• Try it:
Search the records for the string "flatten". Copy each line where it occurs.

• Records:
________

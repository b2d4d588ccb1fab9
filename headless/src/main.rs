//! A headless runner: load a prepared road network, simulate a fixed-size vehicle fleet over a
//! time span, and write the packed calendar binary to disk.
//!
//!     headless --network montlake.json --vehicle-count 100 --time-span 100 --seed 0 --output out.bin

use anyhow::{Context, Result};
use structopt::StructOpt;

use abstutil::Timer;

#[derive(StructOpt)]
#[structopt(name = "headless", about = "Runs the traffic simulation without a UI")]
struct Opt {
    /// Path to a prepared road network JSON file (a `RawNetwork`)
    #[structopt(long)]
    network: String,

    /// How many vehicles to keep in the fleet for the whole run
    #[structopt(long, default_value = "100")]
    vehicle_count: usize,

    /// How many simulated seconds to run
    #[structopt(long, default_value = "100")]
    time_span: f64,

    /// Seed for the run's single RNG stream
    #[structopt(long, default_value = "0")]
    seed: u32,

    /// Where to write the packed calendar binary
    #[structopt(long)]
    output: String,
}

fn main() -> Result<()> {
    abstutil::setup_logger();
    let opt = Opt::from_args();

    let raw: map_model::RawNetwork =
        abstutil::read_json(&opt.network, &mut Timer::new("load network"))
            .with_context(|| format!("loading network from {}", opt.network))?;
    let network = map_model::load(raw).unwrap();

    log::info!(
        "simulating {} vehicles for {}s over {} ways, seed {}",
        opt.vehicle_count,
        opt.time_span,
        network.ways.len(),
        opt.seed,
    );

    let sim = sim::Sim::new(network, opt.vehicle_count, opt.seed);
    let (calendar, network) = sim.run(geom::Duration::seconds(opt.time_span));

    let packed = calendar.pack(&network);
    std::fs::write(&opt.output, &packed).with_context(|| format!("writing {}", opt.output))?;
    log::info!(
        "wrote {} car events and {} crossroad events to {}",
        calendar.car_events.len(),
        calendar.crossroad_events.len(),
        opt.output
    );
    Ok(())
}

________

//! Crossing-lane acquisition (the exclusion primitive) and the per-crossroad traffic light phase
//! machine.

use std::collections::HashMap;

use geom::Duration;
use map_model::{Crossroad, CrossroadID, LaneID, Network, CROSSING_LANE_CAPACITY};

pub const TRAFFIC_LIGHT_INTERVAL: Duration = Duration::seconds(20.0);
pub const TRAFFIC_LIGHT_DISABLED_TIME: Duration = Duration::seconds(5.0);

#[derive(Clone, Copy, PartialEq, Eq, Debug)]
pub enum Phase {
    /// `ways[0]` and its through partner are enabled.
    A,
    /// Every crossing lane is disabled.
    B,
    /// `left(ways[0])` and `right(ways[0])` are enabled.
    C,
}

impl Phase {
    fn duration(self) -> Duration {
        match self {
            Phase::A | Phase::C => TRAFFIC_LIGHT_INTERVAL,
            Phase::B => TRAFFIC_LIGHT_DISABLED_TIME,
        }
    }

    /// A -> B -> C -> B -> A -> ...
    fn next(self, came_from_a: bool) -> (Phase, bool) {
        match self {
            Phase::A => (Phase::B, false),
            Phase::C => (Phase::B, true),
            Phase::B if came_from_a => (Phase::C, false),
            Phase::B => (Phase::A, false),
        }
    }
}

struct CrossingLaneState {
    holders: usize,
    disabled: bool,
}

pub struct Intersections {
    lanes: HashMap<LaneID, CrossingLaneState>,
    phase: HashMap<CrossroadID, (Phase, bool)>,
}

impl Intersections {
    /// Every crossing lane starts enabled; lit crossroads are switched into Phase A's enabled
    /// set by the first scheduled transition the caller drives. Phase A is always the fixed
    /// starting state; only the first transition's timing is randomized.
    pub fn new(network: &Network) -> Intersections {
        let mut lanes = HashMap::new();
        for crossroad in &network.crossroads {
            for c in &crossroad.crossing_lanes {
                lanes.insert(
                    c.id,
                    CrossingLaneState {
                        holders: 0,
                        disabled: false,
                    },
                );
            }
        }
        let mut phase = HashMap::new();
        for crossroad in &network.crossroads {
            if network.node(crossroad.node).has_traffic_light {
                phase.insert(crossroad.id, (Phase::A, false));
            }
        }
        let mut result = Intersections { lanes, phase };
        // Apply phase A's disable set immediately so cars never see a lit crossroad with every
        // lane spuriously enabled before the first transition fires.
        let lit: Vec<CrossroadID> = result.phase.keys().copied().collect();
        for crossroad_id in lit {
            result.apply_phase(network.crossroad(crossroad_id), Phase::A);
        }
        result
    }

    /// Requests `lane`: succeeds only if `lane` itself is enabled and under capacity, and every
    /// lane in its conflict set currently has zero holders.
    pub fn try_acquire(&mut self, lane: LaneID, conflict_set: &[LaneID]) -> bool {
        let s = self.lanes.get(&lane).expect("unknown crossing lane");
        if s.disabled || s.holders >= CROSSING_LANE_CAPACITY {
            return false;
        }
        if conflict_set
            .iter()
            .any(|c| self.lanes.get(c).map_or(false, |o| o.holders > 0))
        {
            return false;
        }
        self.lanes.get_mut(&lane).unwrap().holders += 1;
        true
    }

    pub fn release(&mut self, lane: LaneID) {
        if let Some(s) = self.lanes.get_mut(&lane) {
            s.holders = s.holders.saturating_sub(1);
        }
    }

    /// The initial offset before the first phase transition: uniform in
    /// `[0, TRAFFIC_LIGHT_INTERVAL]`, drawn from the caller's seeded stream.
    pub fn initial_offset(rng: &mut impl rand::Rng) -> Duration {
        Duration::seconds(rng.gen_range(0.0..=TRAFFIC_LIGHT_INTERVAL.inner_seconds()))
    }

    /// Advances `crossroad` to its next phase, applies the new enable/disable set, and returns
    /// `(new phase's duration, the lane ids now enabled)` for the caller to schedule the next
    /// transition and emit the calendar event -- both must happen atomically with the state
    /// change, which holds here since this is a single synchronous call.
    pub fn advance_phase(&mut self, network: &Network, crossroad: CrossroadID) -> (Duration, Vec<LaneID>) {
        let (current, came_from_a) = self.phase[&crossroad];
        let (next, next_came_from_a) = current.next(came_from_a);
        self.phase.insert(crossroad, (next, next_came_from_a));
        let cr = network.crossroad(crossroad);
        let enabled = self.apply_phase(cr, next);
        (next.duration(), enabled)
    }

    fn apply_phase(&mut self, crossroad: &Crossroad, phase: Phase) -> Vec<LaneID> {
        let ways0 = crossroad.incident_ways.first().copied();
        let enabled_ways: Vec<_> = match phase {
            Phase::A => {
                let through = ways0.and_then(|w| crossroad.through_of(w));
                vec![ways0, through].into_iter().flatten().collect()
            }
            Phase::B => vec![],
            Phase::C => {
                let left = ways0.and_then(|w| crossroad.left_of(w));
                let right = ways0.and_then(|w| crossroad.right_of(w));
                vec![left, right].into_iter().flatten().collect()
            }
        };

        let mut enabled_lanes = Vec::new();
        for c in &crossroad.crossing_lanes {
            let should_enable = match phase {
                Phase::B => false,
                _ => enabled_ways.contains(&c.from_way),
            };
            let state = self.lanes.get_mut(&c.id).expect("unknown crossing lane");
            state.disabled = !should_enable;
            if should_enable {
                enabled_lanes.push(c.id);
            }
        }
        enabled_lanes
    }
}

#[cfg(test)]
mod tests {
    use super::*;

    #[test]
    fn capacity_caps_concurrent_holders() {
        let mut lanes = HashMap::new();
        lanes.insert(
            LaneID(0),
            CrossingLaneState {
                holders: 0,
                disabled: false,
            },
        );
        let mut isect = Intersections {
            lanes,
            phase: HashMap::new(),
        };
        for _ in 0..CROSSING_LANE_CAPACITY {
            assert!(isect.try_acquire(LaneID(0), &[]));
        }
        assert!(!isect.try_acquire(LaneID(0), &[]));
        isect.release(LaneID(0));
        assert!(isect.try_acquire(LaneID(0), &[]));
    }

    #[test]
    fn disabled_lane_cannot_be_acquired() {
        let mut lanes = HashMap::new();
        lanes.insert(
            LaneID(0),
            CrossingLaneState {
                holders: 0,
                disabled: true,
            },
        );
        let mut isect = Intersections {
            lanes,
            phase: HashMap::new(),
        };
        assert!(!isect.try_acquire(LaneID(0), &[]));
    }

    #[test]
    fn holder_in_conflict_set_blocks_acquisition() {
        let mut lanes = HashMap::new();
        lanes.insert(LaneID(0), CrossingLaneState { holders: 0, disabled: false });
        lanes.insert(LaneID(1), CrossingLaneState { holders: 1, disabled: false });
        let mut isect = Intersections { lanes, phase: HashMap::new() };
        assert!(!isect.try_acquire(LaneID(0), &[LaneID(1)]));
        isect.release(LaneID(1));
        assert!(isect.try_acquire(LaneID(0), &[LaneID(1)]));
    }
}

________

• The answer:
                vec![ways0, through].into_iter().flatten().collect()
                vec![left, right].into_iter().flatten().collect()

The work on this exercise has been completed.